WHAT YOU NEED TO DO: Look through the data below. Show each line where the string "HysteresisSegmenter" occurs.

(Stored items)
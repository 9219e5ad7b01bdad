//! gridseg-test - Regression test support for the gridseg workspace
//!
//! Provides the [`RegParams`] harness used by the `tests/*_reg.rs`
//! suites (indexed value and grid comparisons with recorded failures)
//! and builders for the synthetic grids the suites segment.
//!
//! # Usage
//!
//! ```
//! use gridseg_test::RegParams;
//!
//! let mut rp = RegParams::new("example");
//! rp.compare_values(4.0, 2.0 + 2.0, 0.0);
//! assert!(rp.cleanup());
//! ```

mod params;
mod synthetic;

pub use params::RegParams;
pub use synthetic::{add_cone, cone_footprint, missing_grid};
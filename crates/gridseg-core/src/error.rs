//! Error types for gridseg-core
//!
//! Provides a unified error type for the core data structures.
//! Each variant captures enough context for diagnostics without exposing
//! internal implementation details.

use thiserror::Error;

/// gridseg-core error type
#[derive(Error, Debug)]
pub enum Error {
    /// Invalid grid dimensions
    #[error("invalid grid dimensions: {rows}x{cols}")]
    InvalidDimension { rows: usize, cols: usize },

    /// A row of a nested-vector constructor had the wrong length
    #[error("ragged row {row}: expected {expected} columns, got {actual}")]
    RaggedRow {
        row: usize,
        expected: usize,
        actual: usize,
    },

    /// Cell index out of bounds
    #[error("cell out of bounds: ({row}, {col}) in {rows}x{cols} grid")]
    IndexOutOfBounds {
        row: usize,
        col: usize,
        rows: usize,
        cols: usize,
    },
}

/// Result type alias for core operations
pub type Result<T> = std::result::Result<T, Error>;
---
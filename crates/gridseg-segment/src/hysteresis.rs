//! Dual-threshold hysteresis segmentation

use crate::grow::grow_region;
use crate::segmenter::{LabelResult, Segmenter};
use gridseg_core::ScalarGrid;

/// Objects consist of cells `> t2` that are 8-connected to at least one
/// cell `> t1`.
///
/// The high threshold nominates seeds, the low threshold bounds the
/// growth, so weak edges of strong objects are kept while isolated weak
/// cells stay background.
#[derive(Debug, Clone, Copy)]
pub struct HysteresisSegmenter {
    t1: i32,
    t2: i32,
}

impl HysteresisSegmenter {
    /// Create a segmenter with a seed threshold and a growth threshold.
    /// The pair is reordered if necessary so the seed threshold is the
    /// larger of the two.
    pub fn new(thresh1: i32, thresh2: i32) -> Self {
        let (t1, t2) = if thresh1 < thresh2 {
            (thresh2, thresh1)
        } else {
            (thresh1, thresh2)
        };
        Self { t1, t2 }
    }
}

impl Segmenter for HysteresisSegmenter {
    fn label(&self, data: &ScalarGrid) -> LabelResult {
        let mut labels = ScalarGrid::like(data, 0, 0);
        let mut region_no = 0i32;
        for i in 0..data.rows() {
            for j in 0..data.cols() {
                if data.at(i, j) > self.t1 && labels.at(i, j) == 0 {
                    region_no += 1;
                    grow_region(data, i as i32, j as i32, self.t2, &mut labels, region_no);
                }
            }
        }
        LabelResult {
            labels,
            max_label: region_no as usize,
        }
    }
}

RESULT:
pub struct HysteresisSegmenter {
impl HysteresisSegmenter {
impl Segmenter for HysteresisSegmenter {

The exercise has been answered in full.